Gene Breen

No. 61, 52, 53
- Position: Linebacker

Personal information
- Born: June 21, 1941 (age 85) Crafton, Pennsylvania, U.S.
- Listed height: 6 ft 2 in (1.88 m)
- Listed weight: 230 lb (104 kg)

Career information
- High school: Mt. Lebanon (Mt. Lebanon, Pennsylvania)
- College: Virginia Tech
- NFL draft: 1963: 15th round, 210th overall pick
- AFL draft: 1963: 16th round, 122nd overall pick

Career history
- Green Bay Packers (1964); Pittsburgh Steelers (1965–1966); Los Angeles Rams (1967–1968);

Career NFL statistics
- Sacks: 2
- Stats at Pro Football Reference

= Gene Breen =

American football player (born 1941)

Joseph Eugene Breen (born June 21, 1941) is an American former professional football player who was a linebacker in the National Football League (NFL).

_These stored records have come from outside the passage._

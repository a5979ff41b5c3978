//! Store seams consumed by the decision engine.
//!
//! Each trait is the narrow read contract the engine needs, implemented by
//! an external persistence layer. Absence is modeled as `None` or an empty
//! `Vec`, never as an error; see [`crate::testing::MockLibrary`] for the
//! in-memory implementation used in tests.

use async_trait::async_trait;

use crate::quality::{Quality, QualityTier, SizeDefinition};
use crate::release::ReleaseCandidate;

use super::types::{Episode, Series};

/// Series lookups.
#[async_trait]
pub trait SeriesStore: Send + Sync {
    /// Find a series by its normalized title. `None` means the release
    /// is not mapped to anything in the library.
    async fn find_by_clean_title(&self, clean_title: &str) -> Option<Series>;
}

/// Episode lookups.
#[async_trait]
pub trait EpisodeStore: Send + Sync {
    /// Resolve the episodes a candidate covers within the given series.
    /// When `include_file` is false, held-file info is omitted.
    async fn episodes_for_candidate(
        &self,
        series_id: i64,
        candidate: &ReleaseCandidate,
        include_file: bool,
    ) -> Vec<Episode>;

    /// Whether the episode is the first or last of its season.
    async fn is_season_boundary(
        &self,
        series_id: i64,
        season_number: u32,
        episode_number: u32,
    ) -> bool;
}

/// Download history lookups.
#[async_trait]
pub trait HistoryStore: Send + Sync {
    /// Best quality previously grabbed for the episode, if any.
    async fn best_quality(&self, episode_id: i64) -> Option<Quality>;
}

/// Per-tier size reference data.
#[async_trait]
pub trait SizeDefinitionStore: Send + Sync {
    /// Size ceiling definition for a tier. Every tier referenced by a
    /// quality profile must have one; a miss is a configuration fault.
    async fn definition_for(&self, tier: QualityTier) -> Option<SizeDefinition>;
}
//! Title normalization for mapping discovered releases onto stored series.

use once_cell::sync::Lazy;
use regex_lite::Regex;

static NON_WORD: Lazy<Regex> = Lazy::new(|| Regex::new(r"[\W_]+").expect("static pattern"));

/// Normalize a release title so it can be matched against a series'
/// stored clean title: lowercase, all separators and punctuation removed.
///
/// "The Office (US)" and "the.office.us" both normalize to "theofficeus".
pub fn normalize_title(title: &str) -> String {
    NON_WORD.replace_all(title, "").to_lowercase()
}
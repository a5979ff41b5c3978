//! Testing utilities and in-memory store implementations.
//!
//! [`MockLibrary`] implements every store seam the decision engine
//! consumes, so decisions can be exercised end to end without a real
//! persistence layer.

mod mock_library;

pub use mock_library::{MockLibrary, RecordedLookup};

/// Test fixtures and helper functions.
pub mod fixtures {
    use chrono::{TimeZone, Utc};

    use crate::library::{Episode, EpisodeFile, HistoryRecord, Series};
    use crate::quality::{Quality, QualityProfile, QualityTier};
    use crate::release::ReleaseCandidate;

    /// A profile accepting every real tier, cutoff at the top.
    pub fn default_profile() -> QualityProfile {
        QualityProfile::new(
            "Any",
            vec![
                QualityTier::Sdtv,
                QualityTier::Dvd,
                QualityTier::Hdtv,
                QualityTier::WebDl,
                QualityTier::Bluray720,
                QualityTier::Bluray1080,
            ],
            QualityTier::Bluray1080,
        )
    }

    /// Create a monitored 30-minute series with the default profile.
    /// The clean title is the given title verbatim.
    pub fn series(id: i64, clean_title: &str) -> Series {
        Series {
            id,
            title: clean_title.to_string(),
            clean_title: clean_title.to_string(),
            monitored: true,
            runtime_minutes: 30,
            profile: default_profile(),
        }
    }

    /// Create a wanted episode with no held file.
    pub fn episode(id: i64, series_id: i64, season_number: u32, episode_number: u32) -> Episode {
        Episode {
            id,
            series_id,
            season_number,
            episode_number,
            ignored: false,
            air_date: None,
            file: None,
        }
    }

    /// Create an episode holding a file at the given quality.
    pub fn episode_with_file(
        id: i64,
        series_id: i64,
        season_number: u32,
        episode_number: u32,
        quality: Quality,
    ) -> Episode {
        Episode {
            file: Some(EpisodeFile {
                quality,
                size_bytes: 350 * 1024 * 1024,
                added_at: Utc.with_ymd_and_hms(2024, 3, 1, 12, 0, 0).unwrap(),
            }),
            ..episode(id, series_id, season_number, episode_number)
        }
    }

    /// Create a history record for an episode.
    pub fn history_record(episode_id: i64, quality: Quality) -> HistoryRecord {
        HistoryRecord {
            episode_id,
            quality,
            date: Utc.with_ymd_and_hms(2024, 2, 1, 12, 0, 0).unwrap(),
        }
    }

    /// Create a release candidate with a reasonable default size.
    pub fn candidate(
        clean_title: &str,
        season_number: u32,
        episode_numbers: &[u32],
        quality: Quality,
    ) -> ReleaseCandidate {
        let episodes = episode_numbers
            .iter()
            .map(|n| format!("E{:02}", n))
            .collect::<String>();
        ReleaseCandidate {
            title: format!("{}.S{:02}{}.720p", clean_title, season_number, episodes),
            clean_title: clean_title.to_string(),
            season_number,
            episode_numbers: episode_numbers.to_vec(),
            quality,
            size_bytes: 350 * 1024 * 1024,
        }
    }
}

He played college football for the Virginia Tech Hokies.

==Early life==
Breen was born Joseph Eugene Breen on June 21, 1941 in Crafton, Pennsylvania.

==Career==
Breen was selected by the Green Bay Packers in the 15th round of the 1963 NFL draft and played with the team during the 1964 NFL season. He had also been drafted in the sixteenth round of the 1963 AFL draft by the San Diego Chargers. Following his time with the Packers, he played two seasons with the Pittsburgh Steelers and two seasons with the Los Angeles Rams.

He played on the defensive line at the collegiate level at Virginia Tech and was awarded All Southern Conference honors. He also wrestled at Virginia Tech, where he won the Southern Conference Championship at Heavyweight division. Breen was elected to the Virginia Tech Sports Hall of Fame in 2004.